PROBLEM DESCRIPTION
Please write out the listing beneath this sentence exactly, from its first line to the line with "let filter = if", and stop there.
▬▬▬
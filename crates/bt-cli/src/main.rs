use std::io::Write;
use std::path::Path;

use anyhow::{Context, Result};
use chrono::Local;
use clap::Parser;
use tracing_subscriber::EnvFilter;

use bt_cli::commands::{
    delete, diaper, edit, export, import, log, resume, start, stats, status, stop, undo,
};
use bt_cli::{Cli, Commands, Config};

/// Load config and open the database, ensuring the parent directory exists.
fn open_database(config_path: Option<&Path>) -> Result<(bt_db::Database, Config)> {
    let config = Config::load_from(config_path).context("failed to load configuration")?;
    tracing::debug!(?config, "loaded configuration");

    if let Some(parent) = config.database_path.parent() {
        std::fs::create_dir_all(parent).context("failed to create database directory")?;
    }

    let db = bt_db::Database::open(&config.database_path).context("failed to open database")?;
    Ok((db, config))
}

fn main() -> Result<()> {
    let cli = Cli::parse();

    // Initialize tracing with verbose flag support
    let filter = if cli.verbose {
        EnvFilter::new("debug")
    } else {
        EnvFilter::from_default_env()
    };
    // Use try_init to avoid panic if tracing is already initialized (e.g., in tests)
    let _ = tracing_subscriber::fmt().with_env_filter(filter).try_init();

    match &cli.command {
        Some(Commands::Start { activity }) => {
            let (mut db, _config) = open_database(cli.config.as_deref())?;
            start::run(&mut db, activity)?;
        }
        Some(Commands::Diaper { kind }) => {
            let (mut db, _config) = open_database(cli.config.as_deref())?;
            diaper::run(&mut db, *kind)?;
        }
        Some(Commands::Stop) => {
            let (mut db, _config) = open_database(cli.config.as_deref())?;
            stop::run(&mut db)?;
        }
        Some(Commands::Resume { id }) => {
            let (mut db, _config) = open_database(cli.config.as_deref())?;
            resume::run(&mut db, id)?;
        }
        Some(Commands::Log(args)) => {
            let (db, _config) = open_database(cli.config.as_deref())?;
            let mut stdout = std::io::stdout().lock();
            log::run(&mut stdout, &db, args, Local::now())?;
            stdout.flush()?;
        }
        Some(Commands::Stats { day }) => {
            let (db, _config) = open_database(cli.config.as_deref())?;
            let mut stdout = std::io::stdout().lock();
            stats::run(&mut stdout, &db, day.as_deref(), Local::now())?;
            stdout.flush()?;
        }
        Some(Commands::Status) => {
            let (db, config) = open_database(cli.config.as_deref())?;
            let mut stdout = std::io::stdout().lock();
            status::run(&mut stdout, &db, &config, Local::now())?;
            stdout.flush()?;
        }
        Some(Commands::Edit(args)) => {
            let (mut db, _config) = open_database(cli.config.as_deref())?;
            edit::run(&mut db, args)?;
        }
        Some(Commands::Delete { id }) => {
            let (mut db, _config) = open_database(cli.config.as_deref())?;
            delete::run(&mut db, id)?;
        }
        Some(Commands::Undo) => {
            let (mut db, _config) = open_database(cli.config.as_deref())?;
            undo::run(&mut db)?;
        }
        Some(Commands::Export { output }) => {
            let (db, _config) = open_database(cli.config.as_deref())?;
            export::run(&db, output.as_deref(), Local::now())?;
        }
        Some(Commands::Import { file }) => {
            let (mut db, _config) = open_database(cli.config.as_deref())?;
            import::run(&mut db, file)?;
        }
        None => {
            // No subcommand, show help
            use clap::CommandFactory;
            Cli::command().print_help()?;
            println!();
        }
    }

    Ok(())
}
▬▬▬
ANSWER FOR THIS EXERCISE
filename crates/bt-cli/src/main.rs
use std::io::Write;
use std::path::Path;

use anyhow::{Context, Result};
use chrono::Local;
use clap::Parser;
use tracing_subscriber::EnvFilter;

use bt_cli::commands::{
    delete, diaper, edit, export, import, log, resume, start, stats, status, stop, undo,
};
use bt_cli::{Cli, Commands, Config};

/// Load config and open the database, ensuring the parent directory exists.
fn open_database(config_path: Option<&Path>) -> Result<(bt_db::Database, Config)> {
    let config = Config::load_from(config_path).context("failed to load configuration")?;
    tracing::debug!(?config, "loaded configuration");

    if let Some(parent) = config.database_path.parent() {
        std::fs::create_dir_all(parent).context("failed to create database directory")?;
    }

    let db = bt_db::Database::open(&config.database_path).context("failed to open database")?;
    Ok((db, config))
}

fn main() -> Result<()> {
    let cli = Cli::parse();

    // Initialize tracing with verbose flag support
    let filter = if cli.verbose {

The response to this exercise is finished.